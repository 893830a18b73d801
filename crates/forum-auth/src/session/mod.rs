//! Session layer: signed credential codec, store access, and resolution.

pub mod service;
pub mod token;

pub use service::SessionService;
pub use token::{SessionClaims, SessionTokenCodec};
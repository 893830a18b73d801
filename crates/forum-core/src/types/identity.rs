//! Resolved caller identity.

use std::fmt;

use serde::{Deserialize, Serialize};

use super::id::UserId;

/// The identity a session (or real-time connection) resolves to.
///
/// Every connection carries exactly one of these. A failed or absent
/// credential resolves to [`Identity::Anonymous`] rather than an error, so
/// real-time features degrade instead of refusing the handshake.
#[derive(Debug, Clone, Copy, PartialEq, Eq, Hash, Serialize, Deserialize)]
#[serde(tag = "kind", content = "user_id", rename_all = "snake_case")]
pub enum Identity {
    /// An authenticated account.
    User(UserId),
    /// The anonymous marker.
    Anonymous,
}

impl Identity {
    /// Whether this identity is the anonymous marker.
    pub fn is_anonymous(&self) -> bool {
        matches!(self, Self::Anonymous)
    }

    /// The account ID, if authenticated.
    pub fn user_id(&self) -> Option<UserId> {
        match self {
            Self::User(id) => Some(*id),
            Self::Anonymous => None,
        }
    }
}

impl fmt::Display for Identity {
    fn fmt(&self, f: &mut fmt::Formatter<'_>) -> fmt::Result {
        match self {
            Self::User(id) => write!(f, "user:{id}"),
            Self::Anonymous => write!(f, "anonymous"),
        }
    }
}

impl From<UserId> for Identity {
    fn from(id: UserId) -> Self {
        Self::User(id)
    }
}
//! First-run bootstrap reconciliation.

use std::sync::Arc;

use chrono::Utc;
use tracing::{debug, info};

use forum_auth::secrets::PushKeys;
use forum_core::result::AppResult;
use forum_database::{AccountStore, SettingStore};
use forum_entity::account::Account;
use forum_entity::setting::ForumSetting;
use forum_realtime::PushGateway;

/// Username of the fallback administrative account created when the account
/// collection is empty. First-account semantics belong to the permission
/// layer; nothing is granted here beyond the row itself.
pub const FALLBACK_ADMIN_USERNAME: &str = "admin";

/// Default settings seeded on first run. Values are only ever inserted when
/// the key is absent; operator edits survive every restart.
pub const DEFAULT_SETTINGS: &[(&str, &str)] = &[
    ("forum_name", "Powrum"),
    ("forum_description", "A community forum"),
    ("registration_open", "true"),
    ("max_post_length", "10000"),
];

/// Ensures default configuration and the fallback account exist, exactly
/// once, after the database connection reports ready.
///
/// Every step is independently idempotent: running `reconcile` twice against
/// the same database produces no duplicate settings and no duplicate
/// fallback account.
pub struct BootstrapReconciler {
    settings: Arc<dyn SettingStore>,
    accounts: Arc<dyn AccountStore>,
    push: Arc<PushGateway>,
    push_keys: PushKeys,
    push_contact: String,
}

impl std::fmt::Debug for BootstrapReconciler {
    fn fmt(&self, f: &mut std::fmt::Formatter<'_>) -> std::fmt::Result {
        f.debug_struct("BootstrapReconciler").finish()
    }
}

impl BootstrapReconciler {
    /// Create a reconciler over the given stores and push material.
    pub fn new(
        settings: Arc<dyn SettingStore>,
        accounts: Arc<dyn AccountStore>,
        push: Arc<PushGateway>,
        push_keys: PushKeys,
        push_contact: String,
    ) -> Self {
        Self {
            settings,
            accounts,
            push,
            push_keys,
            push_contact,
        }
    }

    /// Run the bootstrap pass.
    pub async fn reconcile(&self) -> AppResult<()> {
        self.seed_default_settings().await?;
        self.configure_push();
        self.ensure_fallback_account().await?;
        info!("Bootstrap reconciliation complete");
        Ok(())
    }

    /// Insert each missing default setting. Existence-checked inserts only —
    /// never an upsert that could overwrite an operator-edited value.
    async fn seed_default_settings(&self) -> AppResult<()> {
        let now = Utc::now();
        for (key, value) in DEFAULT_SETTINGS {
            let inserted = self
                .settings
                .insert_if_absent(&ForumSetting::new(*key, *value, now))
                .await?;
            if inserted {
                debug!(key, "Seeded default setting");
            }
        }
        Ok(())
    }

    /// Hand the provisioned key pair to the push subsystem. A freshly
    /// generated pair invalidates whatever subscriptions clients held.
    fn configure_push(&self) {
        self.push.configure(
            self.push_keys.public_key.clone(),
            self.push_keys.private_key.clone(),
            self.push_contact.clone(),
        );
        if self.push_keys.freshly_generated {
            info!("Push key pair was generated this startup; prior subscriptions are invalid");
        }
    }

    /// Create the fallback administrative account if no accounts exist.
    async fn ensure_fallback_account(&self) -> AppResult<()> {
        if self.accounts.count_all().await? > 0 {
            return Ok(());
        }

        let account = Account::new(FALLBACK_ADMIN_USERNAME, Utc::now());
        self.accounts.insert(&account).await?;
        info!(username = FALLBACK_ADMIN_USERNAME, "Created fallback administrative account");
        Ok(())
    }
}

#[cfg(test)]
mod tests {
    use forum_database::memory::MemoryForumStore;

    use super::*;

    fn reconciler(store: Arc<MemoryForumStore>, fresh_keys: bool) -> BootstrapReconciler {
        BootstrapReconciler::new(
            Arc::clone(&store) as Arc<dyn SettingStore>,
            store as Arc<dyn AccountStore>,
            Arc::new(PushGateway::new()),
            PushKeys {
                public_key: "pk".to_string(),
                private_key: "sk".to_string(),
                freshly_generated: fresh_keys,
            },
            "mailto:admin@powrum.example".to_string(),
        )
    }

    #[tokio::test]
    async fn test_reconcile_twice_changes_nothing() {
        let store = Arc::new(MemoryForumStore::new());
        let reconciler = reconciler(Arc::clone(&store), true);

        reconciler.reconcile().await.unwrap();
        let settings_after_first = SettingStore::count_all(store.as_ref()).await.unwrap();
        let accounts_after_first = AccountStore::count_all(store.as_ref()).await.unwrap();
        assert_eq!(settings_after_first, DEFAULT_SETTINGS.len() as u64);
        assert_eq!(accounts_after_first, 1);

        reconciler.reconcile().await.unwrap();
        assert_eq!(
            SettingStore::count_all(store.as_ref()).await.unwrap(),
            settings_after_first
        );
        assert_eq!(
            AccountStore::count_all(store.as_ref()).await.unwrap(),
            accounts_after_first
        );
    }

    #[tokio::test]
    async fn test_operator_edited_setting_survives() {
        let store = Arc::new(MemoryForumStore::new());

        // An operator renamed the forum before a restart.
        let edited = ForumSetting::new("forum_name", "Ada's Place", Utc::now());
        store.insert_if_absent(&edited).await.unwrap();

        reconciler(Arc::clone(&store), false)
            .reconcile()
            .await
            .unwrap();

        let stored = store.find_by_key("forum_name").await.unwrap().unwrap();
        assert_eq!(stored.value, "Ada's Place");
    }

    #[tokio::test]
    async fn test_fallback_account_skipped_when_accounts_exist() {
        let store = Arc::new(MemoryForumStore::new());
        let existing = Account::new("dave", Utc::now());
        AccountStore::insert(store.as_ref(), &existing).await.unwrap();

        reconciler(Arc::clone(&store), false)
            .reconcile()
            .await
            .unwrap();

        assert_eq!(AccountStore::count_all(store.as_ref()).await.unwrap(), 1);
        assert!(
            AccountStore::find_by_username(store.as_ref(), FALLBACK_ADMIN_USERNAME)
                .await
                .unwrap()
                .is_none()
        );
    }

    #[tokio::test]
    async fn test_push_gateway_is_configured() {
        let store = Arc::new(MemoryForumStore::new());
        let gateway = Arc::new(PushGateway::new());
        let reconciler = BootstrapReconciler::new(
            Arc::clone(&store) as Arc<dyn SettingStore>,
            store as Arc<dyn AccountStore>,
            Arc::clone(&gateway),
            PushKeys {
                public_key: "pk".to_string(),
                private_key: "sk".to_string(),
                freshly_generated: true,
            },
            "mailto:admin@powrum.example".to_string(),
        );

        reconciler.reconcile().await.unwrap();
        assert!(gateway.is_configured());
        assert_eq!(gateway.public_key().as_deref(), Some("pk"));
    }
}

※

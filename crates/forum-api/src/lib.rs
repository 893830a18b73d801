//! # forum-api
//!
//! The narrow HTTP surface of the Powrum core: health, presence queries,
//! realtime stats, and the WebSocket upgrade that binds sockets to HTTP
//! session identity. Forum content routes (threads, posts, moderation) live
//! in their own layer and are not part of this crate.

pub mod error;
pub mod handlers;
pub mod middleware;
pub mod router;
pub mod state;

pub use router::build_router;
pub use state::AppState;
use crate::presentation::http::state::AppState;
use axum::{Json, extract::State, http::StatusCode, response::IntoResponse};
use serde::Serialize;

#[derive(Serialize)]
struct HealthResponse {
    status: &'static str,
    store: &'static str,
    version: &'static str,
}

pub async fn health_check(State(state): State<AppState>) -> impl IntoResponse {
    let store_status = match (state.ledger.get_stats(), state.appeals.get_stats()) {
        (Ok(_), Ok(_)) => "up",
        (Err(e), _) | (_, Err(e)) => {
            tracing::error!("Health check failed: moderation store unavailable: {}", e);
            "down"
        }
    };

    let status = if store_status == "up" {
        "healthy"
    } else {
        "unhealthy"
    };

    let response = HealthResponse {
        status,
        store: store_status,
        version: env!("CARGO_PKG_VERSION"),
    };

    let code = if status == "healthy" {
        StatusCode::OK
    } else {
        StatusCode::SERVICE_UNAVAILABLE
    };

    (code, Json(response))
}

※

▸ Problem statement: Above are the entries; copy out every line among them that contains the word "crates".

▸ Result of the task:
filename crates/forum-auth/src/session/mod.rs
filename crates/forum-core/src/types/identity.rs
filename crates/forum-api/src/lib.rs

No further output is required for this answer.